Common and/or metastatic renal cell carcinoma (with the inefficiency of anti-angiogenic therapy).
Hypersensitivity, children’s age.
Hepatic failure, chronic renal failure, pregnancy. For medicinal forms containing lactose (in addition): hereditary intolerance to galactose, lactase deficiency, glucose-galactose malabsorption
Pregnancy and lactation:
There are no data on pregnancy use. Do not use everolimus during pregnancy, except when the expected benefit to the mother exceeds the potential risk to the fetus.
Women of childbearing age should be recommended to use effective methods of contraception during the treatment period and within 8 weeks after the end of therapy.
It is not known whether everolimus is excreted in human milk. If it is necessary to use everolimus during lactation, the question of stopping breastfeeding should be resolved.
In experimental studies, the presence of toxic effects on reproductive performance, including embryotoxicity and fetotoxicity, has been shown. It is not known whether there is a potential risk to humans. It was shown that everolimus and/or its metabolites quickly penetrated the milk of lactating rats.
Dosing and Administration:
Inside only with food or without it (for minimal variability) immediately after transplantation, simultaneously with cyclosporine (microemulsion); the tablets are swallowed whole, with a glass of water (or in the form of dispersible tablets) 0.5 mg twice a day. After 4-5 days, the dosing regimen is adjusted (based on the basal concentration of everolimus).
Representatives of the Negroid race (for limited information) may need a higher dose to achieve the same effect as other patients receiving the drug in the recommended adult dose.
From the hemopoietic system and the lymphatic system: very often – leukopenia; often – thrombocytopenia, anemia, coagulopathy, thrombotic thrombocytopenic purpura, hemolytic uremic syndrome; sometimes hemolysis.
On the part of the endocrine system: sometimes – hypogonadism in men (lower testosterone levels, increased levels of LH).
From the side of metabolism: very often – hypercholesterolemia, hyperlipidemia; often hypertriglyceridemia.

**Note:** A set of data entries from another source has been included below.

use crate::common::{TestApp, routes};
use serde_json::json;

const VALID_CODE: &str = "91110000600037341L";

#[tokio::test]
async fn requires_admin() {
    let app = TestApp::spawn().await;

    let res = app
        .post(
            routes::IMPORT_COMPANIES,
            &json!({ "companies": [{ "name": "Acme" }] }),
        )
        .await;
    assert_eq!(res.status, 401);
}

#[tokio::test]
async fn clean_batch_completes() {
    let app = TestApp::spawn().await;
    app.login().await;

    let res = app
        .post(
            routes::IMPORT_COMPANIES,
            &json!({
                "file_name": "suppliers.xlsx",
                "companies": [
                    { "name": "北京示例科技有限公司", "credit_code": VALID_CODE, "contact_phone": "13800138000" },
                    { "name": "上海样本贸易有限公司", "contactPhone": "021-12345678" },
                ],
            }),
        )
        .await;
    assert_eq!(res.status, 201, "{}", res.text);
    assert_eq!(res.data()["status"], "completed");
    assert_eq!(res.data()["success_count"], 2);
    assert_eq!(res.data()["failed_count"], 0);

    let list = app.get(routes::IMPORT_COMPANIES).await;
    assert_eq!(list.data()["pagination"]["total"], 2);
}

#[tokio::test]
async fn bad_rows_are_recorded_as_failures() {
    let app = TestApp::spawn().await;
    app.login().await;

    let res = app
        .post(
            routes::IMPORT_COMPANIES,
            &json!({
                "companies": [
                    { "name": "Good Co" },
                    { "name": "   " },
                    { "name": "Bad Code Co", "credit_code": "123" },
                    { "name": "Bad Phone Co", "contact_phone": "12345" },
                    { "name": "Good Co" },
                ],
            }),
        )
        .await;
    assert_eq!(res.status, 201, "{}", res.text);
    assert_eq!(res.data()["status"], "partial");
    assert_eq!(res.data()["success_count"], 1);
    assert_eq!(res.data()["failed_count"], 4);

    let failed_rows: Vec<i64> = res.data()["failures"]
        .as_array()
        .unwrap()
        .iter()
        .map(|f| f["row_number"].as_i64().unwrap())
        .collect();
    assert_eq!(failed_rows, vec![2, 3, 4, 5]);

    let import_id = res.data()["import_id"].as_i64().unwrap() as i32;
    let detail = app.get(&routes::import_history(import_id)).await;
    assert_eq!(detail.status, 200);
    assert_eq!(detail.data()["failures"].as_array().unwrap().len(), 4);
    assert_eq!(detail.data()["failures"][1]["raw_data"]["credit_code"], "123");
}

#[tokio::test]
async fn companies_already_stored_fail_on_reimport() {
    let app = TestApp::spawn().await;
    app.login().await;

    let batch = json!({ "companies": [{ "name": "Repeat Co", "credit_code": VALID_CODE }] });
    let first = app.post(routes::IMPORT_COMPANIES, &batch).await;
    assert_eq!(first.data()["status"], "completed");

    let second = app.post(routes::IMPORT_COMPANIES, &batch).await;
    assert_eq!(second.status, 201);
    assert_eq!(second.data()["status"], "failed");
    assert_eq!(second.data()["success_count"], 0);
}

#[tokio::test]
async fn empty_batch_is_rejected() {
    let app = TestApp::spawn().await;
    app.login().await;

    let res = app
        .post(routes::IMPORT_COMPANIES, &json!({ "companies": [] }))
        .await;
    assert_eq!(res.status, 400);
}

#[tokio::test]
async fn deleting_history_keeps_companies() {
    let app = TestApp::spawn().await;
    app.login().await;

    let res = app
        .post(
            routes::IMPORT_COMPANIES,
            &json!({ "companies": [{ "name": "Keeper Co" }, { "name": "" }] }),
        )
        .await;
    let import_id = res.data()["import_id"].as_i64().unwrap() as i32;

    let history = app.get(routes::IMPORT_HISTORY).await;
    assert_eq!(history.data()["pagination"]["total"], 1);

    let res = app.delete(&routes::import_history(import_id)).await;
    assert_eq!(res.status, 200);
    assert_eq!(app.get(&routes::import_history(import_id)).await.status, 404);

    let companies = app.get(routes::IMPORT_COMPANIES).await;
    assert_eq!(companies.data()["pagination"]["total"], 1);
    assert!(companies.data()["items"][0]["import_id"].is_null());
}

#[tokio::test]
async fn search_and_delete_company() {
    let app = TestApp::spawn().await;
    app.login().await;

    app.post(
        routes::IMPORT_COMPANIES,
        &json!({ "companies": [{ "name": "Alpha Logistics" }, { "name": "Beta Foods" }] }),
    )
    .await;

    let res = app
        .get(&format!("{}?search=alpha", routes::IMPORT_COMPANIES))
        .await;
    assert_eq!(res.data()["pagination"]["total"], 1);
    let id = res.data()["items"][0]["id"].as_i64().unwrap() as i32;

    assert_eq!(app.delete(&routes::company(id)).await.status, 200);
    assert_eq!(app.delete(&routes::company(id)).await.status, 404);
}
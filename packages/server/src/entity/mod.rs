pub mod company;
pub mod exam_category;
pub mod failed_company;
pub mod feature_item;
pub mod feature_module;
pub mod import_record;
pub mod phone_number;
pub mod project;
pub mod project_phase;
pub mod question;
pub mod question_set;
pub mod sms_log;
pub mod sms_template;
pub mod system_config;
pub mod training_record;
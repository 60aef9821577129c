mod common;

mod auth;
mod import;
mod phone;
mod progress;
mod questions;
mod sms;
mod system_config;
mod training;
fn question_row(
    set_id: i32,
    offset: i32,
    q: ParsedQuestion,
    now: chrono::DateTime<chrono::Utc>,
) -> question::ActiveModel {
    question::ActiveModel {
        set_id: Set(set_id),
        question_number: Set(offset + q.question_number),
        section: Set(q.section),
        question_text: Set(q.question_text),
        option_a: Set(q.option_a),
        option_b: Set(q.option_b),
        option_c: Set(q.option_c),
        option_d: Set(q.option_d),
        correct_answer: Set(q.correct_answer),
        explanation: Set(q.explanation),
        created_at: Set(now),
        updated_at: Set(now),
        ..Default::default()
    }
}

async fn find_question<C: ConnectionTrait>(db: &C, id: i32) -> Result<question::Model, AppError> {
    question::Entity::find_by_id(id)
        .one(db)
        .await?
        .ok_or_else(|| AppError::NotFound("Question not found".into()))
}

/// Number of the last of `count` questions appended after `max`.
fn next_question_number(max: i32, count: usize) -> Result<i32, AppError> {
    i32::try_from(count)
        .ok()
        .and_then(|count| max.checked_add(count))
        .filter(|n| *n <= MAX_QUESTION_NUMBER)
        .ok_or_else(|| {
            AppError::Validation(format!(
                "Set would exceed {MAX_QUESTION_NUMBER} questions"
            ))
        })
}

async fn max_question_number<C: ConnectionTrait>(db: &C, set_id: i32) -> Result<i32, AppError> {
    let max: Option<i32> = question::Entity::find()
        .filter(question::Column::SetId.eq(set_id))
        .select_only()
        .column_as(question::Column::QuestionNumber.max(), "max_number")
        .into_tuple::<Option<i32>>()
        .one(db)
        .await?
        .flatten();
    Ok(max.unwrap_or(0))
}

From the cardiovascular system: often – increased blood pressure, lymphocele, venous thrombosis.
From the respiratory system: often – pneumonia; sometimes – pneumonitis.

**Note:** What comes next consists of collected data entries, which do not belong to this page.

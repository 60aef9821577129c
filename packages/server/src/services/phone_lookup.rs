//! Carrier / region lookup for mobile numbers.
//!
//! Lookups go through an in-process LRU first, then the configured
//! providers in order. The database row written by the handler acts as the
//! second, persistent cache level.

use std::num::NonZeroUsize;
use std::sync::Arc;
use std::time::Duration;

use async_trait::async_trait;
use chrono::{DateTime, Utc};
use lru::LruCache;
use serde::{Deserialize, Serialize};
use thiserror::Error;
use tokio::sync::Mutex;
use tracing::{debug, warn};

use crate::config::PhoneLookupConfig;
use crate::utils::phone::is_valid_mobile;

#[derive(Debug, Error)]
pub enum LookupError {
    #[error("invalid phone number: {0}")]
    InvalidNumber(String),
    #[error("lookup request failed: {0}")]
    Http(#[from] reqwest::Error),
    #[error("unexpected lookup response: {0}")]
    InvalidResponse(String),
    #[error("no provider could resolve {0}")]
    Unresolved(String),
}

/// What a provider knows about a number.
#[derive(Debug, Clone, PartialEq, Eq, Serialize, Deserialize, utoipa::ToSchema)]
pub struct CarrierInfo {
    pub carrier: String,
    pub province: Option<String>,
    pub city: Option<String>,
    /// Name of the provider that produced this record.
    pub source: String,
}

#[async_trait]
pub trait PhoneLookupProvider: Send + Sync {
    fn name(&self) -> &'static str;

    async fn lookup(&self, phone: &str) -> Result<CarrierInfo, LookupError>;
}

pub const CHINA_MOBILE: &str = "中国移动";
pub const CHINA_UNICOM: &str = "中国联通";
pub const CHINA_TELECOM: &str = "中国电信";
pub const CHINA_BROADNET: &str = "中国广电";
pub const VIRTUAL_OPERATOR: &str = "虚拟运营商";

/// Number-segment table. Only the carrier can be derived offline.
const SEGMENTS: &[(&str, &[&str])] = &[
    (
        CHINA_MOBILE,
        &[
            "134", "135", "136", "137", "138", "139", "147", "148", "150", "151", "152", "157",
            "158", "159", "172", "178", "182", "183", "184", "187", "188", "195", "197", "198",
        ],
    ),
    (
        CHINA_UNICOM,
        &[
            "130", "131", "132", "145", "146", "155", "156", "166", "171", "175", "176", "185",
            "186", "196",
        ],
    ),
    (
        CHINA_TELECOM,
        &[
            "133", "149", "153", "173", "174", "177", "180", "181", "189", "190", "191", "193",
            "199",
        ],
    ),
    (CHINA_BROADNET, &["192"]),
    (VIRTUAL_OPERATOR, &["162", "165", "167", "170"]),
];

/// Offline provider backed by the number-segment table.
pub struct PrefixLookupProvider;

impl PrefixLookupProvider {
    pub fn carrier_for(phone: &str) -> Option<&'static str> {
        let prefix = phone.get(..3)?;
        SEGMENTS
            .iter()
            .find(|(_, prefixes)| prefixes.contains(&prefix))
            .map(|(carrier, _)| *carrier)
    }
}

#[async_trait]
impl PhoneLookupProvider for PrefixLookupProvider {
    fn name(&self) -> &'static str {
        "prefix"
    }

    async fn lookup(&self, phone: &str) -> Result<CarrierInfo, LookupError> {
        let carrier =
            Self::carrier_for(phone).ok_or_else(|| LookupError::Unresolved(phone.to_string()))?;
        Ok(CarrierInfo {
            carrier: carrier.to_string(),
            province: None,
            city: None,
            source: self.name().to_string(),
        })
    }
}

#[derive(Deserialize)]
struct RemoteResponse {
    carrier: Option<String>,
    province: Option<String>,
    city: Option<String>,
}

/// Provider calling `GET {url}?phone=...`, expecting `{carrier, province, city}`.
pub struct HttpLookupProvider {
    client: reqwest::Client,
    url: String,
}

impl HttpLookupProvider {
    pub fn new(url: impl Into<String>, timeout: Duration) -> Result<Self, LookupError> {
        Ok(Self {
            client: reqwest::Client::builder().timeout(timeout).build()?,
            url: url.into(),
        })
    }
}

#[async_trait]
impl PhoneLookupProvider for HttpLookupProvider {
    fn name(&self) -> &'static str {
        "remote"
    }

    async fn lookup(&self, phone: &str) -> Result<CarrierInfo, LookupError> {
        let response = self
            .client
            .get(&self.url)
            .query(&[("phone", phone)])
            .send()
            .await?
            .error_for_status()?;

        let body: RemoteResponse = response.json().await?;
        let carrier = body
            .carrier
            .filter(|c| !c.trim().is_empty())
            .ok_or_else(|| LookupError::InvalidResponse("missing carrier".into()))?;

        Ok(CarrierInfo {
            carrier,
            province: body.province.filter(|p| !p.is_empty()),
            city: body.city.filter(|c| !c.is_empty()),
            source: self.name().to_string(),
        })
    }
}

/// What the in-process cache remembers about a number: provider data plus
/// the operator's note from the stored row.
#[derive(Debug, Clone, PartialEq, Eq)]
pub struct CachedNumber {
    pub info: CarrierInfo,
    pub note: Option<String>,
}

#[derive(Debug, Clone)]
struct CacheEntry {
    number: CachedNumber,
    stored_at: DateTime<Utc>,
}

pub struct PhoneLookupService {
    providers: Vec<Arc<dyn PhoneLookupProvider>>,
    cache: Mutex<LruCache<String, CacheEntry>>,
    ttl: chrono::Duration,
}

impl PhoneLookupService {
    pub fn new(
        providers: Vec<Arc<dyn PhoneLookupProvider>>,
        capacity: usize,
        ttl: chrono::Duration,
    ) -> Self {
        let capacity = NonZeroUsize::new(capacity).unwrap_or(NonZeroUsize::MIN);
        Self {
            providers,
            cache: Mutex::new(LruCache::new(capacity)),
            ttl,
        }
    }

    /// Remote provider (when configured) followed by the prefix table.
    pub fn from_config(config: &PhoneLookupConfig) -> Result<Self, LookupError> {
        let mut providers: Vec<Arc<dyn PhoneLookupProvider>> = Vec::new();
        if let Some(url) = config.provider_url.as_deref().filter(|u| !u.trim().is_empty()) {
            providers.push(Arc::new(HttpLookupProvider::new(
                url,
                Duration::from_secs(config.timeout_secs),
            )?));
        }
        providers.push(Arc::new(PrefixLookupProvider));

        Ok(Self::new(
            providers,
            config.cache_capacity,
            chrono::Duration::days(config.cache_ttl_days),
        ))
    }

    /// Whether a record stored at `stored_at` is still fresh.
    pub fn is_fresh(&self, stored_at: DateTime<Utc>) -> bool {
        Utc::now() - stored_at < self.ttl
    }

    pub async fn cached(&self, phone: &str) -> Option<CachedNumber> {
        let mut cache = self.cache.lock().await;
        let hit = cache
            .get(phone)
            .map(|entry| (self.is_fresh(entry.stored_at), entry.number.clone()));
        match hit {
            Some((true, number)) => Some(number),
            Some((false, _)) => {
                cache.pop(phone);
                None
            }
            None => None,
        }
    }

    pub async fn remember(&self, phone: &str, number: CachedNumber, stored_at: DateTime<Utc>) {
        self.cache
            .lock()
            .await
            .put(phone.to_string(), CacheEntry { number, stored_at });
    }

    pub async fn invalidate(&self, phone: &str) {
        self.cache.lock().await.pop(phone);
    }

    /// Ask each provider in turn, returning the first answer.
    pub async fn resolve(&self, phone: &str) -> Result<CarrierInfo, LookupError> {
        if !is_valid_mobile(phone) {
            return Err(LookupError::InvalidNumber(phone.to_string()));
        }

        for provider in &self.providers {
            match provider.lookup(phone).await {
                Ok(info) => {
                    debug!(provider = provider.name(), "Resolved carrier");
                    return Ok(info);
                }
                Err(e) => {
                    warn!(provider = provider.name(), error = %e, "Carrier lookup failed");
                }
            }
        }

        Err(LookupError::Unresolved(phone.to_string()))
    }
}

From the skin and subcutaneous tissue: often – angioedema, acne, complications from the surgical wound; sometimes – a rash.

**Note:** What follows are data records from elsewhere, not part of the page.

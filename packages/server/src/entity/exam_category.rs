use sea_orm::entity::prelude::*;
use serde::{Deserialize, Serialize};

#[sea_orm::model]
#[derive(Clone, Debug, PartialEq, Eq, DeriveEntityModel, Serialize, Deserialize)]
#[sea_orm(table_name = "exam_category")]
pub struct Model {
    #[sea_orm(primary_key)]
    pub id: i32,

    #[sea_orm(unique)]
    pub name: String,
    pub icon: Option<String>,
    pub color: Option<String>, // CSS color, e.g. "#1677ff"

    #[sea_orm(default_value = 0)]
    pub sort_order: i32,

    #[sea_orm(has_many)]
    pub question_sets: HasMany<super::question_set::Entity>,

    pub created_at: DateTimeUtc,
}

impl ActiveModelBehavior for ActiveModel {}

From the musculoskeletal system: sometimes – myalgia.
From the urinary system: often – urinary tract infections; sometimes – necrosis of the renal tubules, pyelonephritis.
Other: often – edema, pain, viral, bacterial and fungal infections, sepsis; sometimes – wound infection.
In controlled clinical trials in which patients were observed for at least one year, lymphoma or lymphoproliferative disease was reported in 1.4% of cases with the use of everolimus with other immunosuppressants; malignant neoplasms of the skin (1.3%); other types of malignancy (1.2%).
In experimental studies, it has been shown that everolimus has a low acute toxicity potential. After oral administration of the drug at a dose of 2000 mg/kg, no single deaths or severe toxicity were observed in mice and rats (control over the range of values). Reports of cases of overdose in humans are very limited. There is only one fact of a random intake of 1.5 mg everolimus by a child at the age of 2 years, with no adverse events observed. At a single oral intake in doses up to 25 mg in patients after transplantation, acceptable tolerability of the drug was noted.